Life is hard when you don’t quite know where you fit. Something had been off about me for a long time, though I couldn’t quite figure out what it was. Or maybe there was nothing off with me, maybe it was just the world I lived in that didn’t fit me.
Lately, my determination to forge my own path, free of the opinions that restricted me, had me planning. I had been thinking about the future for years now, but more so recently. My birthday rapidly approached. Each birthday I reassessed my life. Each year I chose to suck it up for another year. This year was different. This year I will be 18. I will officially be an adult. That was my personal deadline.
Mentally checking the list, I reviewed my packed items for what was probably the hundredth time. Phone, charger, favorite books, favorite clothes, essential toiletries, a few photos…. Then my mind floated to the past and lingered there just a bit too long. Everything started well for me, but somewhere along the way something changed.
In spite of the inevitable disappointment I knew would accompany this specific memory, I smiled as it popped up in my head anyway.
It was my birthday. I’d slipped through the kitchen, quiet as a mouse, graceful as a cat, to steal a few treats before the party. At least my 9 year old self had thought I was swift and silent like a jaguar.
“Gotcha!” My older brother, Kiren, seized me around the middle. I squealed, kicking and giggling, while he tickled me mercilessly. I haven’t smiled that big or that genuinely since that moment.
“So what did you steal this time?” He asked when he relented and set me free. He wasn’t mad, just teasingly curious.
“Nothing,” I said, shaking my head at the same time as I glanced at the plastic bag I’d dropped when my big brother had snatched me up in his arms.
“Really?” He sang, sauntering toward the evidence bag.
“Fine,” I huffed angrily. Though it wasn’t Kiren I was really mad at. It was just that he always caught me. “Cookies,” I admitted.
“Mom will be furious,” my brother sang in an amused voice while he playfully ruffled my hair.
I snorted and ducked away. I hated when he rubbed my head like that, like I was a baby. It was so condescending and made me feel small and insignificant. Now I miss it.
“She’s always furious with me. Sometimes I wish I was born a boy so she’d like me like she likes you.” I remember the pain that pierced my heart at that thought at the time, and several times since. Even then it didn’t seem fair that my mother didn’t like me and I had no idea what I’d done wrong, so how could I possibly fix it. The only thing I could think of was that I was a girl. Back then I’d have done anything to earn her love. Now, of course I knew that just wasn’t possible. I’d stopped trying long ago.
“Aww… don’t worry about it kiddo. She’s only tough on you because she wants you to grow up strong. Like me,” Kiren had responded that day. He struck a body builder pose and I laughed. At only two years older than me Kiren didn’t exactly have muscles yet. He had just had a growth spurt though. He looked like a tall, lanky spaghetti man. But that was then, now at 20 he had no shortage of muscles, honed and sculpted by hours of daily training, and Alpha genes, of course.
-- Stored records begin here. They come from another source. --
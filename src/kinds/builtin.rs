//! Built-in node kinds

use super::{KindSpec, PortSpec};
use crate::core::{PortType, Value};
use serde_json::json;

pub(super) fn kinds() -> Vec<KindSpec> {
    vec![
        // Sources
        KindSpec::source("prompt", "text", PortSpec::required("text", PortType::Text)),
        KindSpec::source("image", "url", PortSpec::required("image", PortType::Image)),
        KindSpec::source("video", "url", PortSpec::required("video", PortType::Video)),
        KindSpec::source("audio", "url", PortSpec::required("audio", PortType::Audio)),
        // Generation
        KindSpec::generation("text_to_image")
            .input(PortSpec::required("prompt", PortType::Text))
            .input(PortSpec::optional("negative_prompt", PortType::Text))
            .output(PortSpec::required("image", PortType::Image))
            .param("model", json!("default"))
            .param("width", json!(1024))
            .param("height", json!(1024)),
        KindSpec::generation("image_to_video")
            .input(PortSpec::required("image", PortType::Image))
            .input(PortSpec::optional("prompt", PortType::Text))
            .output(PortSpec::required("video", PortType::Video))
            .param("model", json!("default"))
            .param("duration", json!(5)),
        KindSpec::generation("upscale")
            .input(PortSpec::required("image", PortType::Image))
            .input(PortSpec::optional("scale", PortType::Number).with_default(Value::Number(2.0)))
            .output(PortSpec::required("image", PortType::Image)),
        KindSpec::generation("inpaint")
            .input(PortSpec::required("image", PortType::Image))
            .input(PortSpec::required("mask", PortType::Image))
            .input(PortSpec::required("prompt", PortType::Text))
            .output(PortSpec::required("image", PortType::Image))
            .param("strength", json!(0.8)),
        KindSpec::generation("lipsync")
            .input(PortSpec::required("audio", PortType::Audio))
            .input(PortSpec::optional("image", PortType::Image))
            .input(PortSpec::optional("video", PortType::Video))
            .any_of(&["image", "video"])
            .output(PortSpec::required("video", PortType::Video))
            .param("model", json!("default")),
        KindSpec::generation("text_to_speech")
            .input(PortSpec::required("text", PortType::Text))
            .output(PortSpec::required("audio", PortType::Audio))
            .param("voice", json!("default")),
        KindSpec::generation("transcribe")
            .input(PortSpec::required("audio", PortType::Audio))
            .output(PortSpec::required("text", PortType::Text))
            .param("language", json!("auto")),
        KindSpec::generation("translate")
            .input(PortSpec::required("text", PortType::Text))
            .output(PortSpec::required("text", PortType::Text))
            .param("target_language", json!("en")),
        KindSpec::generation("dub")
            .input(PortSpec::required("video", PortType::Video))
            .output(PortSpec::required("video", PortType::Video))
            .param("target_language", json!("en"))
            .param("voice", json!("default")),
        // Sinks
        KindSpec::sink("preview"),
    ]
}
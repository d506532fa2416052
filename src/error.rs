//! Engine error types

use std::fmt;
use thiserror::Error;

/// Errors produced while validating, scheduling, or running a graph
#[derive(Debug, Clone, PartialEq, Error)]
pub enum EngineError {
    #[error("graph validation failed: {}", join_errors(.0))]
    GraphValidation(Vec<ValidationError>),

    #[error("cycle detected among nodes: {}", .nodes.join(", "))]
    Cycle { nodes: Vec<String> },

    #[error("node '{node_id}' is missing required input '{port}'")]
    MissingInput { node_id: String, port: String },

    #[error("node '{node_id}' references unknown kind '{kind}'")]
    UnknownKind { node_id: String, kind: String },

    #[error("node '{node_id}' failed: {message}")]
    NodeExecution { node_id: String, message: String },

    #[error("node '{node_id}' timed out after {timeout_ms}ms")]
    Timeout { node_id: String, timeout_ms: u64 },

    #[error("inputs for '{node_id}' requested before upstream '{upstream}' completed")]
    UpstreamIncomplete { node_id: String, upstream: String },

    #[error("node task could not be joined: {message}")]
    TaskJoin { message: String },

    #[error("node '{node_id}' cannot move from {from} to {to}")]
    InvalidTransition {
        node_id: String,
        from: String,
        to: String,
    },
}

impl EngineError {
    /// Structural errors are detected before any node runs
    pub fn is_structural(&self) -> bool {
        matches!(
            self,
            Self::GraphValidation(_)
                | Self::Cycle { .. }
                | Self::MissingInput { .. }
                | Self::UnknownKind { .. }
        )
    }

    /// Node the error is attributed to, if any
    pub fn node_id(&self) -> Option<&str> {
        match self {
            Self::MissingInput { node_id, .. }
            | Self::UnknownKind { node_id, .. }
            | Self::NodeExecution { node_id, .. }
            | Self::Timeout { node_id, .. }
            | Self::UpstreamIncomplete { node_id, .. }
            | Self::InvalidTransition { node_id, .. } => Some(node_id),
            Self::GraphValidation(_) | Self::Cycle { .. } | Self::TaskJoin { .. } => None,
        }
    }
}

fn join_errors(errors: &[ValidationError]) -> String {
    errors
        .iter()
        .map(ToString::to_string)
        .collect::<Vec<_>>()
        .join("; ")
}

/// A single structural problem found in a graph
#[derive(Debug, Clone, PartialEq, Eq)]
pub struct ValidationError {
    pub kind: ValidationErrorKind,
    /// Where the problem is, e.g. "edges.e3" or "nodes.prompt"
    pub location: String,
    pub message: String,
}

#[derive(Debug, Clone, Copy, PartialEq, Eq)]
pub enum ValidationErrorKind {
    DuplicateId,
    InvalidReference,
    SelfLoop,
    MultipleSources,
    UnknownPort,
}

impl fmt::Display for ValidationErrorKind {
    fn fmt(&self, f: &mut fmt::Formatter<'_>) -> fmt::Result {
        let s = match self {
            Self::DuplicateId => "DUPLICATE_ID",
            Self::InvalidReference => "INVALID_REFERENCE",
            Self::SelfLoop => "SELF_LOOP",
            Self::MultipleSources => "MULTIPLE_SOURCES",
            Self::UnknownPort => "UNKNOWN_PORT",
        };
        write!(f, "{}", s)
    }
}

impl fmt::Display for ValidationError {
    fn fmt(&self, f: &mut fmt::Formatter<'_>) -> fmt::Result {
        write!(f, "[{}] {}: {}", self.kind, self.location, self.message)
    }
}

impl ValidationError {
    pub fn new(
        kind: ValidationErrorKind,
        location: impl Into<String>,
        message: impl Into<String>,
    ) -> Self {
        Self {
            kind,
            location: location.into(),
            message: message.into(),
        }
    }

    pub fn duplicate_id(location: impl Into<String>, id: &str) -> Self {
        Self::new(
            ValidationErrorKind::DuplicateId,
            location,
            format!("duplicate identifier '{}'", id),
        )
    }

    pub fn invalid_reference(location: impl Into<String>, reference: &str) -> Self {
        Self::new(
            ValidationErrorKind::InvalidReference,
            location,
            format!("reference to non-existent node '{}'", reference),
        )
    }
}

/// What went wrong while executing a single node
#[derive(Debug, Clone, Copy, PartialEq, Eq)]
pub enum NodeErrorKind {
    Execution,
    Timeout,
    Cancelled,
}

/// Failure of one node, as returned by the node executor
#[derive(Debug, Clone, PartialEq, Error)]
#[error("node '{node_id}': {message}")]
pub struct NodeError {
    pub node_id: String,
    pub kind: NodeErrorKind,
    pub message: String,
    /// Set for timeouts
    pub timeout_ms: Option<u64>,
}

impl NodeError {
    pub fn execution(node_id: impl Into<String>, message: impl Into<String>) -> Self {
        Self {
            node_id: node_id.into(),
            kind: NodeErrorKind::Execution,
            message: message.into(),
            timeout_ms: None,
        }
    }

    pub fn timeout(node_id: impl Into<String>, timeout_ms: u64) -> Self {
        Self {
            node_id: node_id.into(),
            kind: NodeErrorKind::Timeout,
            message: format!("timed out after {}ms", timeout_ms),
            timeout_ms: Some(timeout_ms),
        }
    }

    pub fn cancelled(node_id: impl Into<String>) -> Self {
        Self {
            node_id: node_id.into(),
            kind: NodeErrorKind::Cancelled,
            message: "cancelled after run aborted".to_string(),
            timeout_ms: None,
        }
    }
}

impl From<NodeError> for EngineError {
    fn from(err: NodeError) -> Self {
        match err.kind {
            NodeErrorKind::Timeout => EngineError::Timeout {
                node_id: err.node_id,
                timeout_ms: err.timeout_ms.unwrap_or_default(),
            },
            NodeErrorKind::Execution | NodeErrorKind::Cancelled => EngineError::NodeExecution {
                node_id: err.node_id,
                message: err.message,
            },
        }
    }
}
He’d also grown as tall as our father now and almost as filled out. Back then, he always made an effort to make me laugh, to make me feel loved.
“I reckon I can grow up strong without her being cruel to me all the time.” Little me had sulked that day. I remember crossing my arms over my chest and huffing like the big bad wolf I knew I would one day be. I’d be a big strong wolf shifter like my dad and the brother I had adored. But that was then. This is now. Now I’d be happy to be a normal human, completely ignorant of the supernatural world and its hypocrisy.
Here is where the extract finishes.